李英华，胡振林，张俊平(第二军医大学药学院生化药学教研室，上海 200433)

核糖体蛋白S3a在肿瘤细胞增殖分化和凋亡调控作用的研究概况

李英华，胡振林，张俊平(第二军医大学药学院生化药学教研室，上海 200433)

目的综述核糖体蛋白S3a在肿瘤细胞增殖分化和凋亡调控作用的研究进展。方法参阅近几年国内外相关文献，对核糖体蛋白S3a的结构、功能及其异常表达对肿瘤细胞增殖分化和凋亡的调控等方面的进展进行归纳总结。结果与结论核糖体蛋白S3a除了在蛋白质合成中起重要作用外，还有独特的核糖体外功能。其在多种肿瘤细胞中高表达，通过调控癌基因和抑癌基因的表达可影响肿瘤细胞的增殖分化与凋亡。

核糖体蛋白S3a;肿瘤细胞;增殖;分化与凋亡

核糖体蛋白是组成核糖体的主要成分，在蛋白质的合成过程中起重要作用，例如对rRNA进行折叠，对核糖体空间构象进行调整以形成有功能的三维结构，在核糖体的结合位点上协同rRNA催化蛋白质的合成。不同的核糖体蛋白具有独特的核糖体外功能［1］，它们参与调控细胞增殖、分化和凋亡，在细胞的生长、发育中起着关键性的作用，如核糖体蛋白L11与MyC结合抑制基因转录［2］，核糖体蛋白S29通过下调Bcl-2和激活p53诱导非小细胞性肺癌细胞凋亡［3］，核糖体蛋白S3作为NF-кB p65同二聚体或p65/p50异二聚体亚基可加强其DNA结合活性［4］。近年来对核糖体蛋白S3a(Ribosomal Protein S3a，RPS3a)的核糖体外功能的研究主要集中在其对肿瘤细胞增殖、分化及凋亡的影响等方面，本文将近年来对RPS3a的核糖体外功能的研究作一综述。

1 RPS3a的结构和蛋白质合成功能

RPS3a基因与大鼠v-fos转化因子(fos transformation effector，Fte-1)基因和在转化细胞中具有高丰度转录的13T基因、TNFα诱导的小鼠TU-11以及从Namalwa Burkitt淋巴癌cDNA文库中分离的nbl基因序列完全一致［5～7］。人RPS3a基因定位于第4号染色体q31.2～q31.3区，RPS3a mRNA全长960个核苷酸，编码263个氨基酸，蛋白质的分子量为29.8 KD。RPS3a是核糖体40S亚基组分之一。

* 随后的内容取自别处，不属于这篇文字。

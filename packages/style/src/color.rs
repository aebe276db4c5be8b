//! Color space conversion.
//!
//! Every conversion goes through gamma-encoded sRGB. Channel precision may be
//! lost on the way, alpha never is.

use crate::value::{Color, ColorSpace};

/// Convert a color into `target`.
///
/// Alpha is carried over exactly. If the math produces a non-finite channel the
/// input is returned unchanged.
pub fn convert_color_space(color: &Color, target: ColorSpace) -> Color {
    if color.color_space == target {
        return color.clone();
    }

    match try_convert(color, target) {
        Some(channels) if channels.iter().all(|c| c.is_finite()) => Color {
            color_space: target,
            channels,
            alpha: color.alpha,
        },
        _ => color.clone(),
    }
}

fn try_convert(color: &Color, target: ColorSpace) -> Option<[f64; 3]> {
    if !color.channels.iter().all(|c| c.is_finite()) {
        return None;
    }
    let srgb = to_srgb(color.color_space, color.channels);
    Some(from_srgb(target, srgb))
}

fn to_srgb(space: ColorSpace, c: [f64; 3]) -> [f64; 3] {
    match space {
        ColorSpace::Srgb => c,
        ColorSpace::Hsl => hsl_to_srgb(c),
        ColorSpace::Oklab => gamma_encode(oklab_to_linear_srgb(c)),
        ColorSpace::Oklch => gamma_encode(oklab_to_linear_srgb(oklch_to_oklab(c))),
        ColorSpace::DisplayP3 => {
            let xyz = mul(&P3_TO_XYZ, gamma_decode(c));
            gamma_encode(mul(&XYZ_TO_SRGB, xyz))
        }
    }
}

fn from_srgb(space: ColorSpace, c: [f64; 3]) -> [f64; 3] {
    match space {
        ColorSpace::Srgb => c,
        ColorSpace::Hsl => srgb_to_hsl(c),
        ColorSpace::Oklab => linear_srgb_to_oklab(gamma_decode(c)),
        ColorSpace::Oklch => oklab_to_oklch(linear_srgb_to_oklab(gamma_decode(c))),
        ColorSpace::DisplayP3 => {
            let xyz = mul(&SRGB_TO_XYZ, gamma_decode(c));
            gamma_encode(mul(&XYZ_TO_P3, xyz))
        }
    }
}

// sRGB and Display P3 share the same transfer function

fn decode_channel(v: f64) -> f64 {
    let abs = v.abs();
    let linear = if abs <= 0.04045 {
        abs / 12.92
    } else {
        ((abs + 0.055) / 1.055).powf(2.4)
    };
    linear.copysign(v)
}

fn encode_channel(v: f64) -> f64 {
    let abs = v.abs();
    let encoded = if abs <= 0.0031308 {
        abs * 12.92
    } else {
        1.055 * abs.powf(1.0 / 2.4) - 0.055
    };
    encoded.copysign(v)
}

fn gamma_decode(c: [f64; 3]) -> [f64; 3] {
    c.map(decode_channel)
}

fn gamma_encode(c: [f64; 3]) -> [f64; 3] {
    c.map(encode_channel)
}

fn mul(m: &[[f64; 3]; 3], v: [f64; 3]) -> [f64; 3] {
    [
        m[0][0] * v[0] + m[0][1] * v[1] + m[0][2] * v[2],
        m[1][0] * v[0] + m[1][1] * v[1] + m[1][2] * v[2],
        m[2][0] * v[0] + m[2][1] * v[1] + m[2][2] * v[2],
    ]
}

const SRGB_TO_XYZ: [[f64; 3]; 3] = [
    [0.41239079926595934, 0.357584339383878, 0.1804807884018343],
    [0.21263900587151027, 0.715168678767756, 0.07219231536073371],
    [0.01933081871559182, 0.11919477979462598, 0.9505321522496606],
];

const XYZ_TO_SRGB: [[f64; 3]; 3] = [
    [3.2409699419045226, -1.537383177570094, -0.4986107602930034],
    [-0.9692436362808796, 1.8759675015077202, 0.04155505740717559],
    [0.05563007969699366, -0.20397695888897652, 1.0569715142428786],
];

const P3_TO_XYZ: [[f64; 3]; 3] = [
    [0.4865709486482162, 0.26566769316909306, 0.1982172852343625],
    [0.2289745640697488, 0.6917385218365064, 0.079286914093745],
    [0.0, 0.04511338185890264, 1.043944368900976],
];

const XYZ_TO_P3: [[f64; 3]; 3] = [
    [2.493496911941425, -0.9313836179191239, -0.40271078445071684],
    [-0.8294889695615747, 1.7626640603183463, 0.023624685841943577],
    [0.03584583024378447, -0.07617238926804182, 0.9568845240076872],
];

fn linear_srgb_to_oklab([r, g, b]: [f64; 3]) -> [f64; 3] {
    let l = 0.4122214708 * r + 0.5363325363 * g + 0.0514459929 * b;
    let m = 0.2119034982 * r + 0.6806995451 * g + 0.1073969566 * b;
    let s = 0.0883024619 * r + 0.2817188376 * g + 0.6299787005 * b;

    let (l, m, s) = (l.cbrt(), m.cbrt(), s.cbrt());

    [
        0.2104542553 * l + 0.7936177850 * m - 0.0040720468 * s,
        1.9779984951 * l - 2.4285922050 * m + 0.4505937099 * s,
        0.0259040371 * l + 0.7827717662 * m - 0.8086757660 * s,
    ]
}

fn oklab_to_linear_srgb([lightness, a, b]: [f64; 3]) -> [f64; 3] {
    let l = lightness + 0.3963377774 * a + 0.2158037573 * b;
    let m = lightness - 0.1055613458 * a - 0.0638541728 * b;
    let s = lightness - 0.0894841775 * a - 1.2914855480 * b;

    let (l, m, s) = (l * l * l, m * m * m, s * s * s);

    [
        4.0767416621 * l - 3.3077115913 * m + 0.2309699292 * s,
        -1.2684380046 * l + 2.6097574011 * m - 0.3413193965 * s,
        -0.0041960863 * l - 0.7034186147 * m + 1.7076147010 * s,
    ]
}

fn oklab_to_oklch([l, a, b]: [f64; 3]) -> [f64; 3] {
    let chroma = (a * a + b * b).sqrt();
    let hue = if chroma < 1e-9 {
        0.0
    } else {
        b.atan2(a).to_degrees().rem_euclid(360.0)
    };
    [l, chroma, hue]
}

fn oklch_to_oklab([l, c, h]: [f64; 3]) -> [f64; 3] {
    let radians = h.to_radians();
    [l, c * radians.cos(), c * radians.sin()]
}

fn srgb_to_hsl([r, g, b]: [f64; 3]) -> [f64; 3] {
    let max = r.max(g).max(b);
    let min = r.min(g).min(b);
    let lightness = (max + min) / 2.0;
    let delta = max - min;

    if delta.abs() < 1e-12 {
        return [0.0, 0.0, lightness];
    }

    let saturation = if lightness <= 0.5 {
        delta / (max + min)
    } else {
        delta / (2.0 - max - min)
    };

    let hue = if max == r {
        ((g - b) / delta).rem_euclid(6.0)
    } else if max == g {
        (b - r) / delta + 2.0
    } else {
        (r - g) / delta + 4.0
    };

    [(hue * 60.0).rem_euclid(360.0), saturation, lightness]
}

fn hsl_to_srgb([h, s, l]: [f64; 3]) -> [f64; 3] {
    let h = h.rem_euclid(360.0);
    let chroma = (1.0 - (2.0 * l - 1.0).abs()) * s;
    let x = chroma * (1.0 - ((h / 60.0).rem_euclid(2.0) - 1.0).abs());
    let m = l - chroma / 2.0;

    let (r, g, b) = match (h / 60.0) as u32 {
        0 => (chroma, x, 0.0),
        1 => (x, chroma, 0.0),
        2 => (0.0, chroma, x),
        3 => (0.0, x, chroma),
        4 => (x, 0.0, chroma),
        _ => (chroma, 0.0, x),
    };

    [r + m, g + m, b + m]
}

#[cfg(test)]
mod tests {
    use super::*;

    fn assert_close(a: [f64; 3], b: [f64; 3], tolerance: f64) {
        for i in 0..3 {
            assert!(
                (a[i] - b[i]).abs() < tolerance,
                "channel {} differs: {:?} vs {:?}",
                i,
                a,
                b
            );
        }
    }

    #[test]
    fn test_srgb_to_hsl_primaries() {
        let red = Color::srgb(1.0, 0.0, 0.0, 1.0);
        assert_close(red.convert(ColorSpace::Hsl).channels, [0.0, 1.0, 0.5], 1e-9);

        let green = Color::srgb(0.0, 1.0, 0.0, 1.0);
        assert_close(green.convert(ColorSpace::Hsl).channels, [120.0, 1.0, 0.5], 1e-9);

        let gray = Color::srgb(0.5, 0.5, 0.5, 1.0);
        assert_close(gray.convert(ColorSpace::Hsl).channels, [0.0, 0.0, 0.5], 1e-9);
    }

    #[test]
    fn test_white_in_oklab() {
        let white = Color::srgb(1.0, 1.0, 1.0, 1.0).convert(ColorSpace::Oklab);
        assert_close(white.channels, [1.0, 0.0, 0.0], 1e-3);
    }

    #[test]
    fn test_round_trip_through_every_space() {
        let original = Color::srgb(0.2, 0.4, 0.8, 0.5);
        for space in ColorSpace::ALL {
            let back = original.convert(space).convert(ColorSpace::Srgb);
            assert_close(back.channels, original.channels, 1e-4);
        }
    }

    #[test]
    fn test_alpha_preserved_for_every_pair() {
        let alphas = [0.0, 0.123456789, 0.5, 1.0];
        for from in ColorSpace::ALL {
            for to in ColorSpace::ALL {
                for alpha in alphas {
                    let color = Color::new(from, [0.3, 0.2, 0.1], alpha);
                    assert_eq!(color.convert(to).alpha, alpha, "{} -> {}", from, to);
                }
            }
        }
    }

    #[test]
    fn test_non_finite_input_returned_unchanged() {
        let broken = Color::new(ColorSpace::Oklch, [f64::NAN, 0.1, 10.0], 0.4);
        let converted = broken.convert(ColorSpace::Srgb);
        assert_eq!(converted.color_space, ColorSpace::Oklch);
        assert!(converted.channels[0].is_nan());
        assert_eq!(converted.alpha, 0.4);
    }

    #[test]
    fn test_display_p3_red_is_outside_srgb() {
        let p3_red = Color::new(ColorSpace::DisplayP3, [1.0, 0.0, 0.0], 1.0);
        let srgb = p3_red.convert(ColorSpace::Srgb);
        assert!(srgb.channels[0] > 1.0);
        assert!(srgb.channels[1] < 0.0);
    }
}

有报道［8］称，RPS3a位于核糖体亚基的接触面上，该部位是核糖体结合翻译启动子eIF-2、eIF-3、eEF-2、Met-t RNA、Phe-t RNA以及mRNA与核糖体相结合的位置，其水平的变化将影响核糖体翻译功能的启动，很可能特异性的调控某些参与细胞生命活动的重要蛋白质的合成，影响细胞的正常代谢。

2 RPS3a在多种肿瘤组织中表达异常

研究者发现RPS3a在多种肿瘤细胞中异常升高，如结肠腺癌、髓质甲状腺癌、肝癌、颅内动脉瘤、鳞状细胞肺癌、弥漫性大B细胞淋巴结组织、SIV-相关的子淋巴瘤［9］。Zhu等［10］分别抽提60例正常人和颅内动脉瘤患者外周血单核细胞的RNA，基因芯片技术检测其外周血中的基因表达情况，在基因芯片所检测的共14 112个基因中，核糖体蛋白S3a是表达水平位于前3位的基因之一。Slizhikova等［11］发现在鳞状细胞肺癌患者中RPS3a的表达水平比正常人高70%，作者认为RPS3a连同其他标志物可作为诊断鳞状细胞肺癌的可靠指标。有文献报道，Fte-1/RPS3a mRNA和蛋白质水平在变异细胞中也会升高［5］。一般认为，核糖体蛋白的上调反映了肿瘤细胞分裂加强，需要与之相符的高水平的蛋白合成。但在神经母细胞瘤的研究中发现，虽然有大量的核糖体蛋白转录水平上调，但蛋白合成并未全面增加［12］，这表明核糖体蛋白的增加是一个独立的现象，可能具有独特的核糖体外功能。除此之外，也有报道发现，核糖体蛋白在一些肿瘤中表达降低、缺失或突变［13］，例如，Goodin等发现在人前列腺癌细胞向神经内分泌细胞分化的过程中，RPS3a mRNA的水平显著降低［14］。提示RPS3a表达改变可能在肿瘤的发生、发展、转移和肿瘤抑制中发挥重要的作用。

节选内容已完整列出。